Leading Brexit campaigners, including Foreign Secretary Boris Johnson, have agreed to increase Britain’s offer of a financial settlement in a bid to move the withdrawal negotiations onto trade, newspaper reports said.
A government source confirmed to AFP that ministers at a cabinet sub-committee meeting late Monday had agreed to offer more money on the basis that it was part of a final deal, but said “no numbers” were discussed.
A Downing Street source said: “It remains our position that nothing’s agreed until everything’s agreed in negotiations with the EU. The UK and the EU should step forward together.”
An unnamed source told the Daily Telegraph newspaper: “Any offer would be determinant on the overall progress of the negotiations, so it’s not a case of ‘take that money and bank on it’”
Theresa May's promise
Prime Minister Theresa May promised during her speech in Florence in September that no European Union member State will have to pay more because of Britain’s exit.
This would suggest Britain will continue its payments under the current budget cycle, for around two years after Brexit in March 2019 — about €20 billion ($23.5 billion).
British media reports have suggested the government could double this to €40 billion — although that figure would still fall short of EU estimates which put the divorce bill at around €60 billion.
Britain wants EU leaders meeting at a summit in December to agree that “sufficient progress” has been made on the divorce bill, the issue of Ireland and EU citizens’ rights, so that talks can move onto a future UK-EU trade deal.

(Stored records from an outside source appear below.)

//! Shared data model for the inven host inventory agent.
//!
//! These types flow between the policy loader, the validation-and-execution
//! core, the gatherer implementations, and the uploader.

pub mod types;
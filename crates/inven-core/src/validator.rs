use crate::error::ValidationError;
use inven_common::types::{CollectionState, GathererConfig, Policy};
use inven_gatherer::{CapabilitySet, Gatherer};
use std::sync::Arc;

/// The gatherers cleared for execution in one collection cycle, each paired
/// with its policy config.
///
/// Only [`validate_gatherers`] constructs this type, so the runner can only
/// ever see gatherers that are enabled by policy, supported by the build,
/// and installed on the host.
#[derive(Default)]
pub struct ValidatedMapping {
    entries: Vec<(Arc<dyn Gatherer>, GathererConfig)>,
}

impl ValidatedMapping {
    pub fn len(&self) -> usize {
        self.entries.len()
    }

    pub fn is_empty(&self) -> bool {
        self.entries.is_empty()
    }

    pub fn iter(&self) -> impl Iterator<Item = (&Arc<dyn Gatherer>, &GathererConfig)> {
        self.entries.iter().map(|(g, c)| (g, c))
    }

    /// Gatherer names in the mapping, sorted.
    pub fn names(&self) -> Vec<&str> {
        let mut names: Vec<&str> = self.entries.iter().map(|(g, _)| g.name()).collect();
        names.sort_unstable();
        names
    }
}

impl std::fmt::Debug for ValidatedMapping {
    fn fmt(&self, f: &mut std::fmt::Formatter<'_>) -> std::fmt::Result {
        f.debug_struct("ValidatedMapping")
            .field("gatherers", &self.names())
            .finish()
    }
}

/// Reconciles the operator policy against the supported and installed
/// capability sets.
///
/// For every policy entry with collection enabled:
/// - a name unknown to this build is skipped silently (policies are allowed
///   to target newer or older agent builds);
/// - a name supported by the build but missing from the installed set is
///   recorded in the returned [`ValidationError`];
/// - otherwise the installed handle is paired with the policy config.
///
/// The partial mapping is always returned, even when the error is present.
pub fn validate_gatherers(
    policy: &Policy,
    supported: &CapabilitySet,
    installed: &CapabilitySet,
) -> (ValidatedMapping, Option<ValidationError>) {
    let mut mapping = ValidatedMapping::default();
    let mut missing = Vec::new();

    for (name, config) in &policy.gatherers {
        if config.collection != CollectionState::Enabled {
            continue;
        }
        if !supported.contains(name) {
            tracing::debug!(
                gatherer = %name,
                "Policy enables a gatherer unknown to this build, skipping"
            );
            continue;
        }
        match installed.get(name) {
            Some(handle) => mapping.entries.push((handle, config.clone())),
            None => missing.push(name.clone()),
        }
    }

    // Policy is a map, so iteration order is arbitrary; keep diagnostics stable.
    missing.sort_unstable();

    let error = if missing.is_empty() {
        None
    } else {
        Some(ValidationError { missing })
    };
    (mapping, error)
}
//! Validation-and-execution core of the inven agent.
//!
//! One collection cycle flows through three stages:
//!
//! 1. [`validator::validate_gatherers`] reconciles the operator [`Policy`]
//!    against the supported and installed capability sets, producing the
//!    [`validator::ValidatedMapping`] of gatherers cleared for execution.
//! 2. [`runner::GathererRunner`] executes the mapping with per-gatherer
//!    failure isolation and merges all successfully produced items.
//! 3. [`guard::SizeGuard`] gates each item into the upload batch so the
//!    cumulative payload never exceeds the backend's size ceiling.
//!
//! Validation and execution errors are aggregates returned *alongside*
//! partial results; callers must not discard the partial output merely
//! because an error is present.
//!
//! [`Policy`]: inven_common::types::Policy

pub mod error;
pub mod guard;
pub mod runner;
pub mod validator;

#[cfg(test)]
mod tests;

pub use error::{ExecutionError, GathererError, ValidationError};
pub use guard::{SizeGuard, DEFAULT_UPLOAD_CEILING_BYTES};
pub use runner::GathererRunner;
pub use validator::{validate_gatherers, ValidatedMapping};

May has to tread carefully, as there is strong opposition from her backbench Conservative MPs to paying a large sum to leave the EU, even if Brussels says it is simply Britain’s share of four decades of EU membership.
Former Conservative minister Robert Halfon said at the weekend that the public would go “bananas” if Britain committed huge sums at a time of tightened public spending.
“If we start saying that we’re going to give £40 to £50 billion (€45-56 billion) to the EU, I think the public will go bananas, absolutely spare,” he told BBC radio.